I recently had a negative interaction with someone in my community. Although I hoped to communicate face to face, this person chose email.
What bothered me most about this interaction was not so much the biting emails or our disagreement, but the signature “Blessings to you”.
Has this expression become the modern day passive aggressive fuck you, or a way to feel superior with a pat on the head, you poor thing response?
I’m finding that oftentimes, my generation’s twist on spirituality is just a new way to passive aggressively strike and attempt to clear karma. We Om together in yoga class, bow our heads in Namaste, and then gossip in the locker room about whose breasts are new.
Sadly I’ve found that yoga studios are no different than the corporate boardrooms from which I escaped years ago. Politics, ranking of power and sabotaging gossip still prevail despite the holistic Zen atmosphere. At least in corporate America we were dressed in our suit armor rather than half naked in corpse pose.
Have we learned to talk the talk but not to walk the walk? We’re often namanasty instead of namaste putting on a pious personae at the front of our classrooms and the top of our mats while harboring judgments of fellow students and teachers.
Will judgments, politics and gossip stop in the yoga world? Not likely. We’re all human. But as one limb of yoga Satya teaches, let’s be truthful.
As the generation before taught us, if you can’t say something nice don’t say anything at all, especially not sticky sweet spiritual euphemisms that aren’t authentic.
xo
Image courtesy of lululemon.
Yes, there is some intrigue that goes on in yoga studios behind the scene and I felt kind of shocked when I became privy to them. In one studio, all the teachers left in one month. I got the vibe that the owner was freaking out financially and was cutting what the teacher were getting paid.
“Blessings to you”…;)
Recently, about the time I turned 50 years old, I adopted a principle to stop dealing with people for whom, when I think of them or look at them, I see question marks over their heads. Trusting in and relying on individuals that can’t be genuine, are manipulative (for whatever childhood traumatic experiences) or subversive, deceptive and can’t appreciate authenticity coming their way, is foolish and way too challenging to try to overcome. To them I say, “Intercourse you!”
[…] Are Blessings to You the New F*ck You?. This entry was posted in Uncategorized. Bookmark the permalink. […]
The last yoga class I attended featured an instructor who was trying to”help” an older, slightly overweight woman do a headstand. (This was beginning yoga.) When the woman wasn’t able to do the pose, the instructor said: “With your dumpy little body, I am not surprised.” When the class expressed their dismay, she exclaimed: “She does have a dumpy little body and she knows it better than anyone else.” Needless to say, I left the class and have not returned. I do yoga via dvd instead.

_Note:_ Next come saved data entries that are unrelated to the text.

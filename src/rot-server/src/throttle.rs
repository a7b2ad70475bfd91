// SPDX-FileCopyrightText: 2025 Stanislaw Grams <stanislawgrams@gmail.com>
//
// SPDX-License-Identifier: BSD-2-Clause

//! Per-client pacing of status pushes.

use tokio::sync::watch;
use tokio::time::{sleep, Duration};

/// Paces one client's outbound frames.
///
/// Every send is followed by at least `period`. With acknowledgement
/// throttling on, a send is also held back until fewer than `max_in_flight`
/// frames are unacknowledged.
pub struct ThrottledTimer {
    period: Duration,
    throttle: bool,
    max_in_flight: u64,
    acked: watch::Sender<u64>,
}

impl ThrottledTimer {
    pub fn new(period: Duration, throttle: bool, max_in_flight: u64) -> Self {
        let (acked, _) = watch::channel(0);
        Self {
            period,
            throttle,
            max_in_flight,
            acked,
        }
    }

    /// Record a client acknowledgement. Stale or repeated sequence numbers
    /// are ignored.
    pub fn ack(&self, seq: u64) {
        self.acked.send_if_modified(|acked| {
            if seq > *acked {
                *acked = seq;
                true
            } else {
                false
            }
        });
    }

    pub fn acked(&self) -> u64 {
        *self.acked.borrow()
    }

    /// Wait until the frame after `sent` may go out, where `sent` counts the
    /// frames sent so far.
    pub async fn wait(&self, sent: u64) {
        if self.throttle {
            let mut acked = self.acked.subscribe();
            // The sender lives in `self`, so the channel cannot close here.
            let _ = acked
                .wait_for(|acked| sent.saturating_sub(*acked) < self.max_in_flight)
                .await;
        }
        sleep(self.period).await;
    }
}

Oh God, that made my stomach tighten. Seriously?
That class reminds me much too much of a studio I left and will never return. Although the teacher did not make an issue of it (what was she on … truth serum?!), still, from time to time there were looks and mutters under the breath about my certain ability with postures.
All I can say is, “Blessings to them!”
It is very difficult for me to understand why someone would ever say something so terrible–especially in a yoga class!
Nancy, I hope that experience will not keep you out of all yoga studios for the rest of your life! We all have our own yoga horror stories– I had to leave my first class because the teacher just kept pushing us to do the full poses, rather than listen to our bodies. And now I’m a teacher. I just had to find the right supportive atmosphere for me.
Also: headstand? In a beginner’s class?! Very strange.